• **BRIEF**
Look below for the line that contains "matches!(self, Self::Transport(_) |", then copy it and each following line exactly, through and including the line that contains "Convenience type alias".

• **SOURCE INFORMATION**
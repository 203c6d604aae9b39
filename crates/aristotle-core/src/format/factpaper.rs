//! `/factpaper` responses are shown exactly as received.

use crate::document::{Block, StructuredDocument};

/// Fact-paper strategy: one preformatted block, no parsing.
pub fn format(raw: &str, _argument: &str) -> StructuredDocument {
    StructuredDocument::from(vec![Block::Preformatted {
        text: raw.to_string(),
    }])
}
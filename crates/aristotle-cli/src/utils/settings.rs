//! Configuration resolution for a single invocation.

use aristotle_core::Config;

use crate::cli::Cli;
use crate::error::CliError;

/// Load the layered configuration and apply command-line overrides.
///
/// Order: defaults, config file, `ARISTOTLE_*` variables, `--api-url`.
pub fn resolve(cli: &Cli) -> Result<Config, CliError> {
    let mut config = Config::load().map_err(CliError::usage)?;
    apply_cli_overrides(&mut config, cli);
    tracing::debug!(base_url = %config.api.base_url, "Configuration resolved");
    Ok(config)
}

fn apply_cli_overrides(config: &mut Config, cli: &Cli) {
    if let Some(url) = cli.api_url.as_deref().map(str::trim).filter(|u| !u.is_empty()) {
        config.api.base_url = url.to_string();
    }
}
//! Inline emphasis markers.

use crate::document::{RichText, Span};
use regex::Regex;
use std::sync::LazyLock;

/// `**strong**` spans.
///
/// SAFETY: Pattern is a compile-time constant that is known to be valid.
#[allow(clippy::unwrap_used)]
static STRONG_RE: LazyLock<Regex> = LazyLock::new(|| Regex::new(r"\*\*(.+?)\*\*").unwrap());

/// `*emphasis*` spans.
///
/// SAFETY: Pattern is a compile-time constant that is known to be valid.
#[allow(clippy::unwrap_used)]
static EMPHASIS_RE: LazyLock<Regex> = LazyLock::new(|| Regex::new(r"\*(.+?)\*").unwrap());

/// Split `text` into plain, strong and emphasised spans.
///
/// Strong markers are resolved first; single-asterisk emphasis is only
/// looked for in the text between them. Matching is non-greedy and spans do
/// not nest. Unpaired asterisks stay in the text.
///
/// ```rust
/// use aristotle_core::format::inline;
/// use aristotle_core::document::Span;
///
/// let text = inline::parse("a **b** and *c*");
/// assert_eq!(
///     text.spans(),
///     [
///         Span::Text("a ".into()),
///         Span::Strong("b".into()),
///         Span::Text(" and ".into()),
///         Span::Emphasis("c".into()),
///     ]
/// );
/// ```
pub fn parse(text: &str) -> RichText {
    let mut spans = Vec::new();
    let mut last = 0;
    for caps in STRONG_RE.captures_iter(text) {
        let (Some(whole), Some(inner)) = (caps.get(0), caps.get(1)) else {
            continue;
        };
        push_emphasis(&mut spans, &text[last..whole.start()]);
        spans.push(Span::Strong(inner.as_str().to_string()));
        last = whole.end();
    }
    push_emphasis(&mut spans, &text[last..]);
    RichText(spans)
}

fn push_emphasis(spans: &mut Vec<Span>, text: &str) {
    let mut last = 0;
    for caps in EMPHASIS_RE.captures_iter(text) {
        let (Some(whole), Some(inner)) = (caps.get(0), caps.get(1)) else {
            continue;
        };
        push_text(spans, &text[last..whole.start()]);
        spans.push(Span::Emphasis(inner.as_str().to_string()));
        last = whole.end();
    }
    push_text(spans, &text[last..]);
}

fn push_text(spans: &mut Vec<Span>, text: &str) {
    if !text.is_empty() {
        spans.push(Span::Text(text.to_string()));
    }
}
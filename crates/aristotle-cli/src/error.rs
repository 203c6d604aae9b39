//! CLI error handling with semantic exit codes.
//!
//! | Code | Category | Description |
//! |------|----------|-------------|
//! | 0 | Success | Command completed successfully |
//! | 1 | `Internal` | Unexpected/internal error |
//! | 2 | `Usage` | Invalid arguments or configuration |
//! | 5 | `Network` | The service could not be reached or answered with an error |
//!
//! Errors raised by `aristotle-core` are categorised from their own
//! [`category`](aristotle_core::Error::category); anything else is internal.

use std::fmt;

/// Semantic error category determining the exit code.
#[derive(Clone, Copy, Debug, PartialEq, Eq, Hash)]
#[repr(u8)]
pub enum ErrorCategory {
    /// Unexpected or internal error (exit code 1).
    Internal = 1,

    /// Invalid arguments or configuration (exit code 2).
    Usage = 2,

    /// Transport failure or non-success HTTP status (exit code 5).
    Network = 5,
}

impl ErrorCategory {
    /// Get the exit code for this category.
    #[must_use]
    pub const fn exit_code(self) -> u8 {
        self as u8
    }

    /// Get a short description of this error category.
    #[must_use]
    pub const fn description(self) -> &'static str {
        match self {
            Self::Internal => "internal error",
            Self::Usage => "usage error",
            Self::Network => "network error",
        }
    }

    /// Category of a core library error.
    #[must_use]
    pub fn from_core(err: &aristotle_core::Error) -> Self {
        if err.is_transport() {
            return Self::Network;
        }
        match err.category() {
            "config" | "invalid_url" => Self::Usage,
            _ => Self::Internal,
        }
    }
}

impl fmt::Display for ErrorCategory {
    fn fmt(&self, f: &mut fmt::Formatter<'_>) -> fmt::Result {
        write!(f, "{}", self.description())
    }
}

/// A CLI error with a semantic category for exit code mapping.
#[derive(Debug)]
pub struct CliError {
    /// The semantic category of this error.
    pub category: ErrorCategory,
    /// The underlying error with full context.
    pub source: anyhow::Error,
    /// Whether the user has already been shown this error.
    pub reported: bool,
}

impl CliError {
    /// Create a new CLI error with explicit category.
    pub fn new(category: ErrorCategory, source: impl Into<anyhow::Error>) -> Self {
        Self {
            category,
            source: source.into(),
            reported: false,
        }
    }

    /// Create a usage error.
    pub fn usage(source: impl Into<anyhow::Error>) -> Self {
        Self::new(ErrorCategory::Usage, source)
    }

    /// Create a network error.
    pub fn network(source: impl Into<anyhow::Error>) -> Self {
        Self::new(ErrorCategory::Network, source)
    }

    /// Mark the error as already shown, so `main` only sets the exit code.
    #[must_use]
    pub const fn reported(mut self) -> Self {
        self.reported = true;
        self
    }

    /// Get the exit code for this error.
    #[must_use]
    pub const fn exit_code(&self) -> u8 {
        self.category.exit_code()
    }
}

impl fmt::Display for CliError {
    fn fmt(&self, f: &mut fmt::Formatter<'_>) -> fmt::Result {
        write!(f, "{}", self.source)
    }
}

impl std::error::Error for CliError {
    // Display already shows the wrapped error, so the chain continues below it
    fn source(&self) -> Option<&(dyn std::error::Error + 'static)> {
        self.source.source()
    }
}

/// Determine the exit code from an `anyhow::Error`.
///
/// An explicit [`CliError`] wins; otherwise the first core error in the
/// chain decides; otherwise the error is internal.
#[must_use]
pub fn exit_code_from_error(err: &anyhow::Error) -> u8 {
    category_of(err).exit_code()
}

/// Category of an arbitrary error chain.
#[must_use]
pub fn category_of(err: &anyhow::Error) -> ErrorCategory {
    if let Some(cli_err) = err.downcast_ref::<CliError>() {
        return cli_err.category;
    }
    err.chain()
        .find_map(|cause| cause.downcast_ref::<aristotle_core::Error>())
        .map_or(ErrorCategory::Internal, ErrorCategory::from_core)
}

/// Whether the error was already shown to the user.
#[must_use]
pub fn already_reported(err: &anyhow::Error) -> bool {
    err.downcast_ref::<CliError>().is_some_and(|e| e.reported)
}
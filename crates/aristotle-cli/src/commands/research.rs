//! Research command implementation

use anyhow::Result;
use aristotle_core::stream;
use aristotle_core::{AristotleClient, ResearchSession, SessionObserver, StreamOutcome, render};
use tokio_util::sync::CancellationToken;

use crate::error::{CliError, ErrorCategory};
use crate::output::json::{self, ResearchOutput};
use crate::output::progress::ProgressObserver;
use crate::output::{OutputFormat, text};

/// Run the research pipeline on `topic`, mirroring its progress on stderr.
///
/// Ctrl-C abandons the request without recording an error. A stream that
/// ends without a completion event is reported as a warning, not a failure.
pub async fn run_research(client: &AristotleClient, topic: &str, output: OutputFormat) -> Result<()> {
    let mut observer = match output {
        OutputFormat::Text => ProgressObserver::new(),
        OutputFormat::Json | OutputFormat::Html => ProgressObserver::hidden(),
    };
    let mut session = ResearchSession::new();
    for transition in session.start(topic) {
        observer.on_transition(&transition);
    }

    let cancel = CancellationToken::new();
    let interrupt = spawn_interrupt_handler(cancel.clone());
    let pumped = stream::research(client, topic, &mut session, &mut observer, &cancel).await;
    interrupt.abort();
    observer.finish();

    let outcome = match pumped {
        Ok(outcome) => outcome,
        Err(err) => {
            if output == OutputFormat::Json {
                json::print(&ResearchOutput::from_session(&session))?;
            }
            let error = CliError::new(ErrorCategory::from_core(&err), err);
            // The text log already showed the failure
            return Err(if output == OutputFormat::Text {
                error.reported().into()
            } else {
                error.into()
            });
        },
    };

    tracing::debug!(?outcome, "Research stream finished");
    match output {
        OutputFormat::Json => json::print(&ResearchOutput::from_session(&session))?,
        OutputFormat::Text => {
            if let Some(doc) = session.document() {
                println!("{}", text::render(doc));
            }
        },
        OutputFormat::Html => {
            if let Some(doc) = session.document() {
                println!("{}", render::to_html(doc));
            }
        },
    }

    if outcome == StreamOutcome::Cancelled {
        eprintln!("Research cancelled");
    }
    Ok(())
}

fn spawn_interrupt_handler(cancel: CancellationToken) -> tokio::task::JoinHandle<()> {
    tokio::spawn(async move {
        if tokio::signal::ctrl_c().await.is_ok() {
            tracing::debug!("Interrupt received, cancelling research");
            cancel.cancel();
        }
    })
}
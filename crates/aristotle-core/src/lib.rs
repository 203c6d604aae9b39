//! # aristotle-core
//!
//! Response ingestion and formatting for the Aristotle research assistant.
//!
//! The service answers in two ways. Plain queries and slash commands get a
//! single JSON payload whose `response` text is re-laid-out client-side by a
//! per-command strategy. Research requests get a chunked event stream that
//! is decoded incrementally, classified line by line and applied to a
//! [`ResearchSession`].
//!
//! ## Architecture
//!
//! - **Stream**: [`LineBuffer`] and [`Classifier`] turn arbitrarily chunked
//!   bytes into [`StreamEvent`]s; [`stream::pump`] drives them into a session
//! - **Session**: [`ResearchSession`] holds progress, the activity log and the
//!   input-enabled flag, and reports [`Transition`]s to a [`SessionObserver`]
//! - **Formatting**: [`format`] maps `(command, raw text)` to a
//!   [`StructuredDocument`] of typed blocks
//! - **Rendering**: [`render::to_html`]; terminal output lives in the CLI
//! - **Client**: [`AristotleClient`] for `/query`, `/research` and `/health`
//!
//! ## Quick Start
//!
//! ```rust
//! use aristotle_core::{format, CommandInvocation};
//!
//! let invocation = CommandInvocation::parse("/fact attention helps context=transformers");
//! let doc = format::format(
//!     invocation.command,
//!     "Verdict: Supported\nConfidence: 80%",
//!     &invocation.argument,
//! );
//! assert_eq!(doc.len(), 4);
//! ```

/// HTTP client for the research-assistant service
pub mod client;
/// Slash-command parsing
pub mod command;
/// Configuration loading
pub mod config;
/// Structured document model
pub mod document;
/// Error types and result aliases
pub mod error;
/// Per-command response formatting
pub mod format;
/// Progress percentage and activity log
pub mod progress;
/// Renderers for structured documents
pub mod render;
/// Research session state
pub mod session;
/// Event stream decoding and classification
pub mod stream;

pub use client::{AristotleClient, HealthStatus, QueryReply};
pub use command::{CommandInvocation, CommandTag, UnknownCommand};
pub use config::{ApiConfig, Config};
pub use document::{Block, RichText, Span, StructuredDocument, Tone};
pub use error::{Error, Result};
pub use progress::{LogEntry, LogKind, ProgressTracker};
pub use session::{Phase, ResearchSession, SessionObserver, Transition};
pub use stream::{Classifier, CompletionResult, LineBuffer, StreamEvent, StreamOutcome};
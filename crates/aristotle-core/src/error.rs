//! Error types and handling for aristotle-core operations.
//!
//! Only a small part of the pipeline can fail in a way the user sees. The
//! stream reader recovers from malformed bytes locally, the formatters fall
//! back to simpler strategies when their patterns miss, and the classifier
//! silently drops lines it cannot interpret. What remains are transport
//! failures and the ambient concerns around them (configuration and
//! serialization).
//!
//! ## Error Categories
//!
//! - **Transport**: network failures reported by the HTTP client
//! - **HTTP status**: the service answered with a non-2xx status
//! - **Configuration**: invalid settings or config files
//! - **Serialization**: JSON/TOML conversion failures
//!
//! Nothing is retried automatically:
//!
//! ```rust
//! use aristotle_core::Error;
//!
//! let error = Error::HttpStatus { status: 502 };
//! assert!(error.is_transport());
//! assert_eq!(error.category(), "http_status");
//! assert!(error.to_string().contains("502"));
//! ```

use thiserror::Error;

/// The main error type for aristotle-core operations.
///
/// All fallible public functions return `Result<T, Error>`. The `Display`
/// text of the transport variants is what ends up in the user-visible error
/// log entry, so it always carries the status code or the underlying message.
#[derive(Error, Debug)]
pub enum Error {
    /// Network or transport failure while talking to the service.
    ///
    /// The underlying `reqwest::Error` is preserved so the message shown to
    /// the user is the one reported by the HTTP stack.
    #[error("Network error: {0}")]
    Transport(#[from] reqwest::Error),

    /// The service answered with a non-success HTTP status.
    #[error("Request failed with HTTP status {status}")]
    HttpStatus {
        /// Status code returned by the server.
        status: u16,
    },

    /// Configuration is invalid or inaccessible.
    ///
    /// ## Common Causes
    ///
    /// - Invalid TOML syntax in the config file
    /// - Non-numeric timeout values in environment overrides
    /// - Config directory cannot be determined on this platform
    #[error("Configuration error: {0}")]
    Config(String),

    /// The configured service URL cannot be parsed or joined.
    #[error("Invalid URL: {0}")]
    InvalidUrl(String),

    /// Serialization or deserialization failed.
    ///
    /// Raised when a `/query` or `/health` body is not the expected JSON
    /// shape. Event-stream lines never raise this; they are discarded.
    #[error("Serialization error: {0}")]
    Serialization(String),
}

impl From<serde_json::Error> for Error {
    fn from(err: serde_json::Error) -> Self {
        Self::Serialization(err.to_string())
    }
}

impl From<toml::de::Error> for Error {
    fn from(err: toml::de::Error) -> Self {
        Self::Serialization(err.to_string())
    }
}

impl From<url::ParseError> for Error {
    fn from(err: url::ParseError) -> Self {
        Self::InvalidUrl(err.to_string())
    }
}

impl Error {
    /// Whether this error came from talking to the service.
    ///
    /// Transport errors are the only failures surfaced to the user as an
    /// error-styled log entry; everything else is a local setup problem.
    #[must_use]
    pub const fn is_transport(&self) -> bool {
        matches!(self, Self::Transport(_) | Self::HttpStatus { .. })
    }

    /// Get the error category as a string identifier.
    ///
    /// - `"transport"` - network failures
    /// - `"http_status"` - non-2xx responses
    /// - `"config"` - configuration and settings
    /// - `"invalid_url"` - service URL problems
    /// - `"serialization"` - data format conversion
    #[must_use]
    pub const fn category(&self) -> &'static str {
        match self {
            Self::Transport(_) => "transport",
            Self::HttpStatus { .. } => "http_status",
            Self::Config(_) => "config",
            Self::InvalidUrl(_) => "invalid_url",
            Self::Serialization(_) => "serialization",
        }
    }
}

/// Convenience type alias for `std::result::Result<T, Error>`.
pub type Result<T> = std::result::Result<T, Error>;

• **WRITTEN RESPONSE**
        matches!(self, Self::Transport(_) | Self::HttpStatus { .. })
    }

    /// Get the error category as a string identifier.
    ///
    /// - `"transport"` - network failures
    /// - `"http_status"` - non-2xx responses
    /// - `"config"` - configuration and settings
    /// - `"invalid_url"` - service URL problems
    /// - `"serialization"` - data format conversion
    #[must_use]
    pub const fn category(&self) -> &'static str {
        match self {
            Self::Transport(_) => "transport",
            Self::HttpStatus { .. } => "http_status",
            Self::Config(_) => "config",
            Self::InvalidUrl(_) => "invalid_url",
            Self::Serialization(_) => "serialization",
        }
    }
}

/// Convenience type alias for `std::result::Result<T, Error>`.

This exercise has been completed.